── DATA RECORDS ──
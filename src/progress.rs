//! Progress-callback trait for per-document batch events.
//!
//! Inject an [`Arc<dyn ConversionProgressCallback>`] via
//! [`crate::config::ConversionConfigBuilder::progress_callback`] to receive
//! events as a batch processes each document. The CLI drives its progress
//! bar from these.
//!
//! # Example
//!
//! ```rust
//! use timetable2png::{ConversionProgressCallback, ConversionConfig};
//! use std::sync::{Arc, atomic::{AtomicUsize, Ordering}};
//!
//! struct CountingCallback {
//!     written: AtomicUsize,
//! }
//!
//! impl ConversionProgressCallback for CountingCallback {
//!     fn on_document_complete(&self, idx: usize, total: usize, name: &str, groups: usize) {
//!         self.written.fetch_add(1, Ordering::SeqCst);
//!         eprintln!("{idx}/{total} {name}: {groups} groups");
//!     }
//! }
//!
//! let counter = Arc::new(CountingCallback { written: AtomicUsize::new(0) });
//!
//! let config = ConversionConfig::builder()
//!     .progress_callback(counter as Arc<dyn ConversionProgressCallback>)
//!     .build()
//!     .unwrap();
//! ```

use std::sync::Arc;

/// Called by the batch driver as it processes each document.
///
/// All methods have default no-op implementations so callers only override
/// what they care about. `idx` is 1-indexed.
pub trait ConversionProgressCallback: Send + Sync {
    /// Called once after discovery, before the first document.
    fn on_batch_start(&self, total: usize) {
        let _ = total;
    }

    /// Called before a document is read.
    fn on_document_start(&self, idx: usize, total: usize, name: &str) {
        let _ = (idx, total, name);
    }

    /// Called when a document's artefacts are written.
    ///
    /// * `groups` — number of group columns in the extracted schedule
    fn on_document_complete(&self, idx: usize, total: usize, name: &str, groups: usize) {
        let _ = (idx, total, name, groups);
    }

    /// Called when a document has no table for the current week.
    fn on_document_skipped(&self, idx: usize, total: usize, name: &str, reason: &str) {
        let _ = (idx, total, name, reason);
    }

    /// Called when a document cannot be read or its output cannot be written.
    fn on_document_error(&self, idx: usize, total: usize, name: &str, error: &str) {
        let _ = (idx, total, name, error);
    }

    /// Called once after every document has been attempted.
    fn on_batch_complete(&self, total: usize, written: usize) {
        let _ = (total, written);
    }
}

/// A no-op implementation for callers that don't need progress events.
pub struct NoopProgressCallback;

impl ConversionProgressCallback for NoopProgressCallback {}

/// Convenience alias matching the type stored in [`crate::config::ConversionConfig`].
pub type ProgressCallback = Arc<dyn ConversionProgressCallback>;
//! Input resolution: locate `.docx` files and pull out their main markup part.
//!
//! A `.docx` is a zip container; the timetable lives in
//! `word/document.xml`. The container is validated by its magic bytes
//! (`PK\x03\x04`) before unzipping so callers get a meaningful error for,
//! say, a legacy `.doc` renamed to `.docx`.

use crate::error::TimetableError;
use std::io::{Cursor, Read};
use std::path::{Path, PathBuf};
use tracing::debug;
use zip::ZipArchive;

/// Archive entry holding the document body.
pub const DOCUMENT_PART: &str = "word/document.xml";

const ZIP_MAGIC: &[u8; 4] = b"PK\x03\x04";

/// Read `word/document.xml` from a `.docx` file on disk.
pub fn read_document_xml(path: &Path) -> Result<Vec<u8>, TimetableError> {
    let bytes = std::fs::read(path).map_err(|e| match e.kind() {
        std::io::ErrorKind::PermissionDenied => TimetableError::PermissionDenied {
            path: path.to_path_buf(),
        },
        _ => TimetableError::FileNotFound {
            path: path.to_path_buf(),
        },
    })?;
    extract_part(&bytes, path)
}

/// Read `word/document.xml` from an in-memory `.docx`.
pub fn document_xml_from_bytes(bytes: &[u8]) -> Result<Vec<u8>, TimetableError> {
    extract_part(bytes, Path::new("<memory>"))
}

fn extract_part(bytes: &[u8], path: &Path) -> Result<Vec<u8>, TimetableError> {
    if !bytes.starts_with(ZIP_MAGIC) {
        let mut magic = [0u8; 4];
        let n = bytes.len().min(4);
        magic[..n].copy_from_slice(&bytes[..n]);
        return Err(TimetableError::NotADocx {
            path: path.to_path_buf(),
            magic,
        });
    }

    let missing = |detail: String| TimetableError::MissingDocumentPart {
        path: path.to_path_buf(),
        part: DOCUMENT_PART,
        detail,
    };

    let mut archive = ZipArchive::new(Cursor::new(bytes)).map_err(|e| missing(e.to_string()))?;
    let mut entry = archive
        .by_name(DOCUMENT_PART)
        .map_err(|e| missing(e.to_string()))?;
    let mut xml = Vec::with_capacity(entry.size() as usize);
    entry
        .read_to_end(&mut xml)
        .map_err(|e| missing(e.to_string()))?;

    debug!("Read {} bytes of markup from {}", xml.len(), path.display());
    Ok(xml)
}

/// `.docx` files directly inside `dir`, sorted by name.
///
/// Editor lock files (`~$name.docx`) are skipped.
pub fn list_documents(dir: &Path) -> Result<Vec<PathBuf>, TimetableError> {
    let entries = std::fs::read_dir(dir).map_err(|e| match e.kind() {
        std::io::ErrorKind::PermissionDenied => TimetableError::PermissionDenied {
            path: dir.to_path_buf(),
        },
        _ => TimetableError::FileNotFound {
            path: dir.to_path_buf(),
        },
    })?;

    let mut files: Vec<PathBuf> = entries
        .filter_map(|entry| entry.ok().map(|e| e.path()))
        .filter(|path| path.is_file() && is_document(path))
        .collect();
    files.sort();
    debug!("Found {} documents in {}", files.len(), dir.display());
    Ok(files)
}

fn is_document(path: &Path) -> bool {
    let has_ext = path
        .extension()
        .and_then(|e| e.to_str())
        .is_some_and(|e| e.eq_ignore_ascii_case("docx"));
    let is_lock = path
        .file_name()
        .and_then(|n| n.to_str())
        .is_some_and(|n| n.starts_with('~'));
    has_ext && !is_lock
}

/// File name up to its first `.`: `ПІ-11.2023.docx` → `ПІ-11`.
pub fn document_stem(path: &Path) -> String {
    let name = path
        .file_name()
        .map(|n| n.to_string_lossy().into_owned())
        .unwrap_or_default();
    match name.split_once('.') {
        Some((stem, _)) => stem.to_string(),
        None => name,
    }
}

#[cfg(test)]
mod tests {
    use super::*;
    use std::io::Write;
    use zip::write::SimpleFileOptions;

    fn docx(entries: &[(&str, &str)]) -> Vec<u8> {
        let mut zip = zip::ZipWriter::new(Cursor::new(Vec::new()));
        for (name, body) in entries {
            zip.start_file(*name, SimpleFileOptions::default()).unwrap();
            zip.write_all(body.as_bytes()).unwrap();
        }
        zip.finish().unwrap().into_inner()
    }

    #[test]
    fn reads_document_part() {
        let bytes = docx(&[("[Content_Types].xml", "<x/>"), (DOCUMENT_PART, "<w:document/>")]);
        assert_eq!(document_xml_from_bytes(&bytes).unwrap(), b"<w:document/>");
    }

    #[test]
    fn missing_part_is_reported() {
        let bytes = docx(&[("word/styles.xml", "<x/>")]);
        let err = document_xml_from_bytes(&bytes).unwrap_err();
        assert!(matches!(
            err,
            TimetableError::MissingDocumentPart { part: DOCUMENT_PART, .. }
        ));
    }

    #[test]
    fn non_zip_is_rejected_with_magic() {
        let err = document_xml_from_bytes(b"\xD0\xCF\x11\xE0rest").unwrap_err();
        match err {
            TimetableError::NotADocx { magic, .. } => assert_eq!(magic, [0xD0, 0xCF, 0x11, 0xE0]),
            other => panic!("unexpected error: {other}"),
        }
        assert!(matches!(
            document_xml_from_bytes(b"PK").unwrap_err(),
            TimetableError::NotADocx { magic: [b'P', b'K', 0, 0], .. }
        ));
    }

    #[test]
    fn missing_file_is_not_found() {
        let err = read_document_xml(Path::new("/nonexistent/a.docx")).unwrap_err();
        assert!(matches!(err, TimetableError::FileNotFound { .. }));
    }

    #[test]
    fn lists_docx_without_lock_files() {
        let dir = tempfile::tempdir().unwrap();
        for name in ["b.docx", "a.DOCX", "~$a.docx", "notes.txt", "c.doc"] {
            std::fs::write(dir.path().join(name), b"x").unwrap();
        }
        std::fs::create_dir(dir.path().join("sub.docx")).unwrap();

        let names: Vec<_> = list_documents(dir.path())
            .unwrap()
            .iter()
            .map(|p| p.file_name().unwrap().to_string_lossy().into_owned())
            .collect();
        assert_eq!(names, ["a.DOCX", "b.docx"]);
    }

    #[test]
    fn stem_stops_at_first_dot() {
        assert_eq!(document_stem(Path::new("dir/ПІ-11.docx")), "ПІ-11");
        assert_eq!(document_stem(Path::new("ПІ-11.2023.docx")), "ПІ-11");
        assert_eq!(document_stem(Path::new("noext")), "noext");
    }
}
───
▶ **INSTRUCTIONS FOR THE TASK**: Repeat the entries above verbatim, but only from the line that has "let _ = (total, written);" down to the line that has "const ZIP_MAGIC: &[u8;", inclusive.

▶ **WRITTEN RESPONSE**:
        let _ = (total, written);
    }
}

/// A no-op implementation for callers that don't need progress events.
pub struct NoopProgressCallback;

impl ConversionProgressCallback for NoopProgressCallback {}

/// Convenience alias matching the type stored in [`crate::config::ConversionConfig`].
pub type ProgressCallback = Arc<dyn ConversionProgressCallback>;
//! Input resolution: locate `.docx` files and pull out their main markup part.
//!
//! A `.docx` is a zip container; the timetable lives in
//! `word/document.xml`. The container is validated by its magic bytes
//! (`PK\x03\x04`) before unzipping so callers get a meaningful error for,
//! say, a legacy `.doc` renamed to `.docx`.

use crate::error::TimetableError;
use std::io::{Cursor, Read};
use std::path::{Path, PathBuf};
use tracing::debug;
use zip::ZipArchive;

/// Archive entry holding the document body.
pub const DOCUMENT_PART: &str = "word/document.xml";

const ZIP_MAGIC: &[u8; 4] = b"PK\x03\x04";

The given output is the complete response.